Zur Bevölkerung Deutschlands zählen alle Einwohner, die mit ihrer Hauptwohnung in der Bundesrepublik Deutschland gemeldet sind, also auch alle hier gemeldeten Ausländer und Ausländerinnen. Die Bundesrepublik Deutschland ist ein dichtbesiedeltes Land. Hier leben rund 82 Millionen Einwohner, das entspricht einer Bevölkerungsdichte von 230 Personen je Quadratkilometer.
Bevölkerungsvorausberechnungen zeigen, wie sich die Bevölkerungszahl und der Altersaufbau unter bestimmten Annahmen zur Entwicklung wesentlicher demographischer Einflussfaktoren - Geburtenhäufigkeit, Sterblichkeit und Wanderungen - verändern.

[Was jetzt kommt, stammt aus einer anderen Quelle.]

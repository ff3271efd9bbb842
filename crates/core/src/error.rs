//! Error types for the core domain.

use thiserror::Error;

/// Core domain error type.
#[derive(Debug, Error)]
pub enum Error {
    #[error("invalid package coordinate: {0}")]
    InvalidCoordinate(String),

    #[error("invalid fetch status: {0}")]
    InvalidStatus(String),

    #[error("invalid metadata kind: {0}")]
    InvalidKind(String),

    #[error("invalid configuration: {0}")]
    Config(String),

    #[error("serialization error: {0}")]
    Serialization(String),
}

/// Result type alias for core operations.
pub type Result<T> = std::result::Result<T, Error>;
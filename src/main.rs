//! respcache - A single-node in-memory cache over a RESP-style wire protocol
//!
//! # Startup Sequence
//! 1. Initialize tracing subscriber for logging
//! 2. Load configuration from environment variables
//! 3. Create the shared cache store
//! 4. Bind the wire protocol listener
//! 5. Optionally start the HTTP codec facade
//! 6. Run until SIGINT/SIGTERM

use std::net::SocketAddr;

use anyhow::Context;
use tokio::signal;
use tracing::{error, info};
use tracing_subscriber::{layer::SubscriberExt, util::SubscriberInitExt};

use respcache::api::{create_router, AppState};
use respcache::cache::{shared, CacheStore};
use respcache::{Config, Listener};

#[tokio::main]
async fn main() -> anyhow::Result<()> {
    // Defaults to "info" level, can be overridden with RUST_LOG env var
    tracing_subscriber::registry()
        .with(
            tracing_subscriber::EnvFilter::try_from_default_env()
                .unwrap_or_else(|_| "respcache=info,tower_http=info".into()),
        )
        .with(tracing_subscriber::fmt::layer())
        .init();

    info!("Starting respcache");

    let config = Config::from_env();
    info!(
        "Configuration loaded: capacity={}, resp_port={}, http_port={}, max_connections={}",
        config.cache_capacity, config.resp_port, config.http_port, config.max_connections
    );

    // One cache for the whole process, shared by both front ends
    let cache = shared(CacheStore::new(config.cache_capacity));

    let resp_addr = SocketAddr::from(([0, 0, 0, 0], config.resp_port));
    let listener = Listener::bind(
        resp_addr,
        cache.clone(),
        config.max_connections,
        config.connection_settings(),
    )
    .await
    .with_context(|| format!("failed to bind wire protocol port {}", resp_addr))?;

    let http = if config.http_enabled {
        let http_addr = SocketAddr::from(([0, 0, 0, 0], config.http_port));
        let http_listener = tokio::net::TcpListener::bind(http_addr)
            .await
            .with_context(|| format!("failed to bind HTTP port {}", http_addr))?;
        info!("HTTP facade listening on http://{}", http_addr);

        let app = create_router(AppState::new(cache.clone()));
        Some(tokio::spawn(async move {
            if let Err(e) = axum::serve(http_listener, app).await {
                error!(error = %e, "HTTP facade stopped");
            }
        }))
    } else {
        None
    };

    tokio::select! {
        result = listener.run() => result?,
        _ = shutdown_signal() => {}
    }

    if let Some(handle) = http {
        handle.abort();
    }

    info!("Server shutdown complete");
    Ok(())
}

/// Waits for shutdown signal (Ctrl+C or SIGTERM).
async fn shutdown_signal() {
    let ctrl_c = async {
        if let Err(e) = signal::ctrl_c().await {
            error!(error = %e, "failed to install Ctrl+C handler");
            std::future::pending::<()>().await;
        }
    };

    #[cfg(unix)]
    let terminate = async {
        match signal::unix::signal(signal::unix::SignalKind::terminate()) {
            Ok(mut sig) => {
                sig.recv().await;
            }
            Err(e) => {
                error!(error = %e, "failed to install SIGTERM handler");
                std::future::pending::<()>().await;
            }
        }
    };

    #[cfg(not(unix))]
    let terminate = std::future::pending::<()>();

    tokio::select! {
        _ = ctrl_c => {
            info!("Received Ctrl+C, initiating shutdown...");
        }
        _ = terminate => {
            info!("Received SIGTERM, initiating shutdown...");
        }
    }
}
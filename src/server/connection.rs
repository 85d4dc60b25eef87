//! Connection Handler
//!
//! Serves exactly one request per connection:
//!
//! ```text
//! read once ──▶ parse request ──▶ parse command ──▶ dispatch ──▶ write reply
//!     │               │                 │                             │
//!     └── timeout / EOF └── -ERR reply ──┘                             ▼
//!                                                               shutdown socket
//! ```
//!
//! The whole request must arrive in a single read of at most
//! `read_buffer_size` bytes. The socket is shut down whatever the outcome.

use std::time::Duration;

use tokio::io::{AsyncRead, AsyncReadExt, AsyncWrite, AsyncWriteExt};
use tokio::time::timeout;
use tracing::{debug, warn};

use crate::cache::SharedCache;
use crate::error::{Result, ServerError};
use crate::protocol::{parse_request, Command, Reply};
use crate::server::dispatch;

/// Per-connection limits.
#[derive(Debug, Clone)]
pub struct ConnectionSettings {
    /// Deadline for the single request read
    pub read_timeout: Duration,
    /// Deadline for writing the reply
    pub write_timeout: Duration,
    /// Largest request accepted, in bytes
    pub read_buffer_size: usize,
}

impl Default for ConnectionSettings {
    fn default() -> Self {
        Self {
            read_timeout: Duration::from_secs(5),
            write_timeout: Duration::from_secs(5),
            read_buffer_size: 1024,
        }
    }
}

/// One accepted client.
pub struct Connection<S> {
    stream: S,
    /// Peer address for logging
    peer: String,
    cache: SharedCache,
    settings: ConnectionSettings,
}

impl<S> Connection<S>
where
    S: AsyncRead + AsyncWrite + Unpin,
{
    pub fn new(
        stream: S,
        peer: impl Into<String>,
        cache: SharedCache,
        settings: ConnectionSettings,
    ) -> Self {
        Self {
            stream,
            peer: peer.into(),
            cache,
            settings,
        }
    }

    /// Serves the request, logs the outcome and closes the socket.
    ///
    /// Errors are returned for the caller's benefit only; they never affect
    /// the cache or other connections.
    pub async fn run(mut self) -> Result<()> {
        let result = self.serve().await;

        match &result {
            Ok(()) => debug!(peer = %self.peer, "request served"),
            Err(ServerError::Disconnected) => {
                debug!(peer = %self.peer, "client disconnected before sending a request")
            }
            Err(e) => warn!(peer = %self.peer, error = %e, "connection failed"),
        }

        if let Err(e) = self.stream.shutdown().await {
            debug!(peer = %self.peer, error = %e, "shutdown failed");
        }
        result
    }

    async fn serve(&mut self) -> Result<()> {
        let request = self.read_request().await?;

        let command = match parse_request(&request).and_then(Command::parse) {
            Ok(command) => command,
            Err(e) => {
                self.write_reply(&Reply::error(&e)).await?;
                return Err(e);
            }
        };

        debug!(peer = %self.peer, command = command.name(), "received command");

        if let Some(reply) = dispatch(command, &self.cache).await {
            self.write_reply(&reply).await?;
        }
        Ok(())
    }

    async fn read_request(&mut self) -> Result<Vec<u8>> {
        let mut buf = vec![0u8; self.settings.read_buffer_size];

        let n = timeout(self.settings.read_timeout, self.stream.read(&mut buf))
            .await
            .map_err(|_| ServerError::Timeout("read"))??;

        if n == 0 {
            return Err(ServerError::Disconnected);
        }

        buf.truncate(n);
        Ok(buf)
    }

    async fn write_reply(&mut self, reply: &Reply) -> Result<()> {
        let bytes = reply.encode();
        let stream = &mut self.stream;

        timeout(self.settings.write_timeout, async {
            stream.write_all(&bytes).await?;
            stream.flush().await
        })
        .await
        .map_err(|_| ServerError::Timeout("write"))??;

        Ok(())
    }
}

Altersaufbau der Bevölkerung Deutschlands 12. koordinierte Bevölkerungsvorausberechnung
Geburtenentwicklung
Die Ergebnisse der laufenden Geburtenstatistik für das Kalenderjahr 2008 zeigen für Deutschland einen minimalen Anstieg der zusammengefassten Geburtenziffer von 1,37 auf 1,38 Kinder je Frau. Dafür ist vorrangig die Zunahme der Geburtenhäufigkeit in den neuen Ländern (ohne Berlin) verantwortlich, wo die zusammengefasste Geburtenziffer zum ersten Mal nach 1990 das Niveau von 1,40 Kindern je Frau erreicht hat. In den alten Ländern (ohne Berlin) blieb die Geburtenziffer konstant bei 1,37 Kindern je Frau.